> _TRY IT_:
Each record below must be returned exactly as shown.

> _TASK DATA_:
━━━━━━━━━━━━━━━━━━━━
// THEORY:
// The `BoundingExtractor` turns "which pixels belong to the organ" into a single
// rectangle and cuts the organ out of the photograph with it.
//
// Key architectural principles & algorithm steps:
// 1.  **Sentinel Start**: The accumulator starts inverted (top at the last row,
//     bottom at row 0, and likewise for columns). Matching pixels can only shrink
//     `top`/`left` and grow `bottom`/`right`, so a selection with no match stays
//     inverted and is reported as empty.
// 2.  **Independent Updates**: Each coordinate is min/max-updated on its own. A
//     single matching row therefore sets both `top` and `bottom`.
// 3.  **Four Inputs, One Shape**: a color predicate, a color bucket, a binary
//     mask, or a list of contour points all feed the same accumulator.
// 4.  **Inclusive Box**: `bottom` and `right` are the last matching row and
//     column; the crop keeps both.

use crate::core_modules::color_bucket::ColorBucket;
use crate::core_modules::pixel::pixel::Pixel;
use image::{GrayImage, RgbImage};
use imageproc::point::Point;

/// Inclusive pixel rectangle. Empty when `top > bottom` or `left > right`.
#[derive(Debug, Clone, Copy, PartialEq, Eq)]
pub struct BoundingBox {
    pub top: u32,
    pub bottom: u32,
    pub left: u32,
    pub right: u32,
}

impl BoundingBox {
    /// The inverted sentinel for an image of the given size.
    pub fn empty(width: u32, height: u32) -> Self {
        // On one-pixel dimensions `H - 1` would equal `bottom`; raise it so the
        // sentinel stays inverted.
        BoundingBox {
            top: height.saturating_sub(1).max(1),
            bottom: 0,
            left: width.saturating_sub(1).max(1),
            right: 0,
        }
    }

    pub fn is_empty(&self) -> bool {
        self.top > self.bottom || self.left > self.right
    }

    pub fn width(&self) -> u32 {
        if self.is_empty() { 0 } else { self.right - self.left + 1 }
    }

    pub fn height(&self) -> u32 {
        if self.is_empty() { 0 } else { self.bottom - self.top + 1 }
    }

    /// Grows the box to include `(x, y)`.
    pub fn include(&mut self, x: u32, y: u32) {
        self.top = self.top.min(y);
        self.bottom = self.bottom.max(y);
        self.left = self.left.min(x);
        self.right = self.right.max(x);
    }
}

pub mod bounding_extractor {
    use super::*; // Make the box and pixel types from the parent module available.
    use crate::error::{RoiError, RoiResult};
    use std::path::PathBuf;

    /// Tightest box around every pixel for which `predicate` holds.
    pub fn bounds_by_predicate<F>(image: &RgbImage, predicate: F) -> BoundingBox
    where
        F: Fn(&Pixel) -> bool,
    {
        let (width, height) = image.dimensions();
        let mut bounds = BoundingBox::empty(width, height);
        for (x, y, rgb) in image.enumerate_pixels() {
            if predicate(&Pixel::from(rgb)) {
                bounds.include(x, y);
            }
        }
        bounds
    }

    /// Tightest box around the pixels satisfying `bucket`'s own predicate.
    pub fn bounds_by_bucket(image: &RgbImage, bucket: ColorBucket) -> BoundingBox {
        bounds_by_predicate(image, |px| bucket.matches(px))
    }

    /// Tightest box around every non-zero mask pixel.
    pub fn bounds_by_mask(mask: &GrayImage) -> BoundingBox {
        let (width, height) = mask.dimensions();
        let mut bounds = BoundingBox::empty(width, height);
        for (x, y, value) in mask.enumerate_pixels() {
            if value.0[0] != 0 {
                bounds.include(x, y);
            }
        }
        bounds
    }

    /// Tightest box around a contour outline. Points outside the image are ignored.
    pub fn bounds_of_points(points: &[Point<i32>], width: u32, height: u32) -> BoundingBox {
        let mut bounds = BoundingBox::empty(width, height);
        for point in points {
            let (Ok(x), Ok(y)) = (u32::try_from(point.x), u32::try_from(point.y)) else {
                continue;
            };
            if x < width && y < height {
                bounds.include(x, y);
            }
        }
        bounds
    }

    /// Copies the inclusive `bounds` region out of `image`.
    ///
    /// Empty boxes are refused with `EmptySelection`; the returned error carries
    /// no path, callers attach theirs with `RoiError::at`.
    pub fn crop(image: &RgbImage, bounds: &BoundingBox) -> RoiResult<RgbImage> {
        let (width, height) = image.dimensions();
        if bounds.is_empty() || bounds.right >= width || bounds.bottom >= height {
            return Err(RoiError::EmptySelection {
                path: PathBuf::new(),
            });
        }
        Ok(image::imageops::crop_imm(image, bounds.left, bounds.top, bounds.width(), bounds.height()).to_image())
    }
}

#[cfg(test)]
mod tests {
    use super::bounding_extractor::*;
    use super::*;
    use crate::error::RoiError;
    use image::{Luma, Rgb};

    fn yellow_square_scene() -> RgbImage {
        let mut image = RgbImage::from_pixel(20, 20, Rgb([0, 0, 0]));
        for y in 5..15 {
            for x in 5..15 {
                image.put_pixel(x, y, Rgb([255, 255, 0]));
            }
        }
        image
    }

    #[test]
    fn predicate_box_is_tight_and_in_bounds() {
        let image = yellow_square_scene();
        let bounds = bounds_by_bucket(&image, ColorBucket::Yellow);
        assert_eq!(
            bounds,
            BoundingBox {
                top: 5,
                bottom: 14,
                left: 5,
                right: 14
            }
        );
        assert!(!bounds.is_empty());

        let cropped = crop(&image, &bounds).expect("crop");
        assert_eq!(cropped.dimensions(), (10, 10));
        assert!(cropped.pixels().all(|p| *p == Rgb([255, 255, 0])));
    }

    #[test]
    fn single_row_match_sets_both_edges() {
        let mut image = RgbImage::from_pixel(8, 8, Rgb([0, 0, 0]));
        image.put_pixel(3, 6, Rgb([255, 255, 255]));
        image.put_pixel(5, 6, Rgb([255, 255, 255]));
        let bounds = bounds_by_bucket(&image, ColorBucket::White);
        assert_eq!((bounds.top, bounds.bottom), (6, 6));
        assert_eq!((bounds.left, bounds.right), (3, 5));
    }

    #[test]
    fn no_match_is_the_inverted_sentinel_and_cannot_be_cropped() {
        let image = yellow_square_scene();
        let bounds = bounds_by_predicate(&image, |_| false);
        assert_eq!(bounds, BoundingBox::empty(20, 20));
        assert!(bounds.top > bounds.bottom);
        assert!(bounds.is_empty());
        assert!(matches!(crop(&image, &bounds), Err(RoiError::EmptySelection { .. })));
    }

    #[test]
    fn sentinel_stays_inverted_on_one_pixel_images() {
        let image = RgbImage::from_pixel(1, 1, Rgb([0, 0, 0]));
        let bounds = bounds_by_predicate(&image, |_| false);
        assert!(bounds.is_empty());

        let matched = bounds_by_predicate(&image, |_| true);
        assert_eq!(matched, BoundingBox { top: 0, bottom: 0, left: 0, right: 0 });
        assert_eq!(crop(&image, &matched).expect("crop").dimensions(), (1, 1));
    }

    #[test]
    fn mask_and_points_agree() {
        let mut mask = GrayImage::new(30, 20);
        let outline = [(4, 3), (12, 3), (12, 9), (4, 9)];
        for &(x, y) in &outline {
            mask.put_pixel(x, y, Luma([255]));
        }
        let points: Vec<Point<i32>> = outline
            .iter()
            .map(|&(x, y)| Point::new(x as i32, y as i32))
            .collect();
        let from_mask = bounds_by_mask(&mask);
        assert_eq!(from_mask, bounds_of_points(&points, 30, 20));
        assert_eq!((from_mask.width(), from_mask.height()), (9, 7));
    }
}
━━━━━━━━━━━━━━━━━━━━
> _RESULT_:
// THEORY:
// The `BoundingExtractor` turns "which pixels belong to the organ" into a single
// rectangle and cuts the organ out of the photograph with it.
//
// Key architectural principles & algorithm steps:
// 1.  **Sentinel Start**: The accumulator starts inverted (top at the last row,
//     bottom at row 0, and likewise for columns). Matching pixels can only shrink
//     `top`/`left` and grow `bottom`/`right`, so a selection with no match stays
//     inverted and is reported as empty.
// 2.  **Independent Updates**: Each coordinate is min/max-updated on its own. A
//     single matching row therefore sets both `top` and `bottom`.
// 3.  **Four Inputs, One Shape**: a color predicate, a color bucket, a binary
//     mask, or a list of contour points all feed the same accumulator.
// 4.  **Inclusive Box**: `bottom` and `right` are the last matching row and
//     column; the crop keeps both.

use crate::core_modules::color_bucket::ColorBucket;
use crate::core_modules::pixel::pixel::Pixel;
use image::{GrayImage, RgbImage};
use imageproc::point::Point;

/// Inclusive pixel rectangle. Empty when `top > bottom` or `left > right`.
#[derive(Debug, Clone, Copy, PartialEq, Eq)]
pub struct BoundingBox {
    pub top: u32,
    pub bottom: u32,
    pub left: u32,
    pub right: u32,
}

impl BoundingBox {
    /// The inverted sentinel for an image of the given size.
    pub fn empty(width: u32, height: u32) -> Self {
        // On one-pixel dimensions `H - 1` would equal `bottom`; raise it so the
        // sentinel stays inverted.
        BoundingBox {
            top: height.saturating_sub(1).max(1),
            bottom: 0,
            left: width.saturating_sub(1).max(1),
            right: 0,
        }
    }

    pub fn is_empty(&self) -> bool {
        self.top > self.bottom || self.left > self.right
    }

    pub fn width(&self) -> u32 {
        if self.is_empty() { 0 } else { self.right - self.left + 1 }
    }

    pub fn height(&self) -> u32 {
        if self.is_empty() { 0 } else { self.bottom - self.top + 1 }
    }

    /// Grows the box to include `(x, y)`.
    pub fn include(&mut self, x: u32, y: u32) {
        self.top = self.top.min(y);
        self.bottom = self.bottom.max(y);
        self.left = self.left.min(x);
        self.right = self.right.max(x);
    }
}

pub mod bounding_extractor {
    use super::*; // Make the box and pixel types from the parent module available.
    use crate::error::{RoiError, RoiResult};
    use std::path::PathBuf;

    /// Tightest box around every pixel for which `predicate` holds.
    pub fn bounds_by_predicate<F>(image: &RgbImage, predicate: F) -> BoundingBox
    where
        F: Fn(&Pixel) -> bool,
    {
        let (width, height) = image.dimensions();
        let mut bounds = BoundingBox::empty(width, height);
        for (x, y, rgb) in image.enumerate_pixels() {
            if predicate(&Pixel::from(rgb)) {
                bounds.include(x, y);
            }
        }
        bounds
    }

    /// Tightest box around the pixels satisfying `bucket`'s own predicate.
    pub fn bounds_by_bucket(image: &RgbImage, bucket: ColorBucket) -> BoundingBox {
        bounds_by_predicate(image, |px| bucket.matches(px))
    }

    /// Tightest box around every non-zero mask pixel.
    pub fn bounds_by_mask(mask: &GrayImage) -> BoundingBox {
        let (width, height) = mask.dimensions();
        let mut bounds = BoundingBox::empty(width, height);
        for (x, y, value) in mask.enumerate_pixels() {
            if value.0[0] != 0 {
                bounds.include(x, y);
            }
        }
        bounds
    }

    /// Tightest box around a contour outline. Points outside the image are ignored.
    pub fn bounds_of_points(points: &[Point<i32>], width: u32, height: u32) -> BoundingBox {
        let mut bounds = BoundingBox::empty(width, height);
        for point in points {
            let (Ok(x), Ok(y)) = (u32::try_from(point.x), u32::try_from(point.y)) else {
                continue;
            };
            if x < width && y < height {
                bounds.include(x, y);
            }
        }
        bounds
    }

    /// Copies the inclusive `bounds` region out of `image`.
    ///
    /// Empty boxes are refused with `EmptySelection`; the returned error carries
    /// no path, callers attach theirs with `RoiError::at`.
    pub fn crop(image: &RgbImage, bounds: &BoundingBox) -> RoiResult<RgbImage> {
        let (width, height) = image.dimensions();
        if bounds.is_empty() || bounds.right >= width || bounds.bottom >= height {
            return Err(RoiError::EmptySelection {
                path: PathBuf::new(),
            });
        }
        Ok(image::imageops::crop_imm(image, bounds.left, bounds.top, bounds.width(), bounds.height()).to_image())
    }
}

#[cfg(test)]
mod tests {
    use super::bounding_extractor::*;
    use super::*;
    use crate::error::RoiError;
    use image::{Luma, Rgb};

    fn yellow_square_scene() -> RgbImage {
        let mut image = RgbImage::from_pixel(20, 20, Rgb([0, 0, 0]));
        for y in 5..15 {
            for x in 5..15 {
                image.put_pixel(x, y, Rgb([255, 255, 0]));
            }
        }
        image
    }

    #[test]
    fn predicate_box_is_tight_and_in_bounds() {
        let image = yellow_square_scene();
        let bounds = bounds_by_bucket(&image, ColorBucket::Yellow);
        assert_eq!(
            bounds,
            BoundingBox {
                top: 5,
                bottom: 14,
                left: 5,
                right: 14
            }
        );
        assert!(!bounds.is_empty());

        let cropped = crop(&image, &bounds).expect("crop");
        assert_eq!(cropped.dimensions(), (10, 10));
        assert!(cropped.pixels().all(|p| *p == Rgb([255, 255, 0])));
    }

    #[test]
    fn single_row_match_sets_both_edges() {
        let mut image = RgbImage::from_pixel(8, 8, Rgb([0, 0, 0]));
        image.put_pixel(3, 6, Rgb([255, 255, 255]));
        image.put_pixel(5, 6, Rgb([255, 255, 255]));
        let bounds = bounds_by_bucket(&image, ColorBucket::White);
        assert_eq!((bounds.top, bounds.bottom), (6, 6));
        assert_eq!((bounds.left, bounds.right), (3, 5));
    }

    #[test]
    fn no_match_is_the_inverted_sentinel_and_cannot_be_cropped() {
        let image = yellow_square_scene();
        let bounds = bounds_by_predicate(&image, |_| false);
        assert_eq!(bounds, BoundingBox::empty(20, 20));
        assert!(bounds.top > bounds.bottom);
        assert!(bounds.is_empty());
        assert!(matches!(crop(&image, &bounds), Err(RoiError::EmptySelection { .. })));
    }

    #[test]
    fn sentinel_stays_inverted_on_one_pixel_images() {
        let image = RgbImage::from_pixel(1, 1, Rgb([0, 0, 0]));
        let bounds = bounds_by_predicate(&image, |_| false);
        assert!(bounds.is_empty());

        let matched = bounds_by_predicate(&image, |_| true);
        assert_eq!(matched, BoundingBox { top: 0, bottom: 0, left: 0, right: 0 });
        assert_eq!(crop(&image, &matched).expect("crop").dimensions(), (1, 1));
    }

    #[test]
    fn mask_and_points_agree() {
        let mut mask = GrayImage::new(30, 20);
        let outline = [(4, 3), (12, 3), (12, 9), (4, 9)];
        for &(x, y) in &outline {
            mask.put_pixel(x, y, Luma([255]));
        }
        let points: Vec<Point<i32>> = outline
            .iter()
            .map(|&(x, y)| Point::new(x as i32, y as i32))
            .collect();
        let from_mask = bounds_by_mask(&mask);
        assert_eq!(from_mask, bounds_of_points(&points, 30, 20));
        assert_eq!((from_mask.width(), from_mask.height()), (9, 7));
    }
}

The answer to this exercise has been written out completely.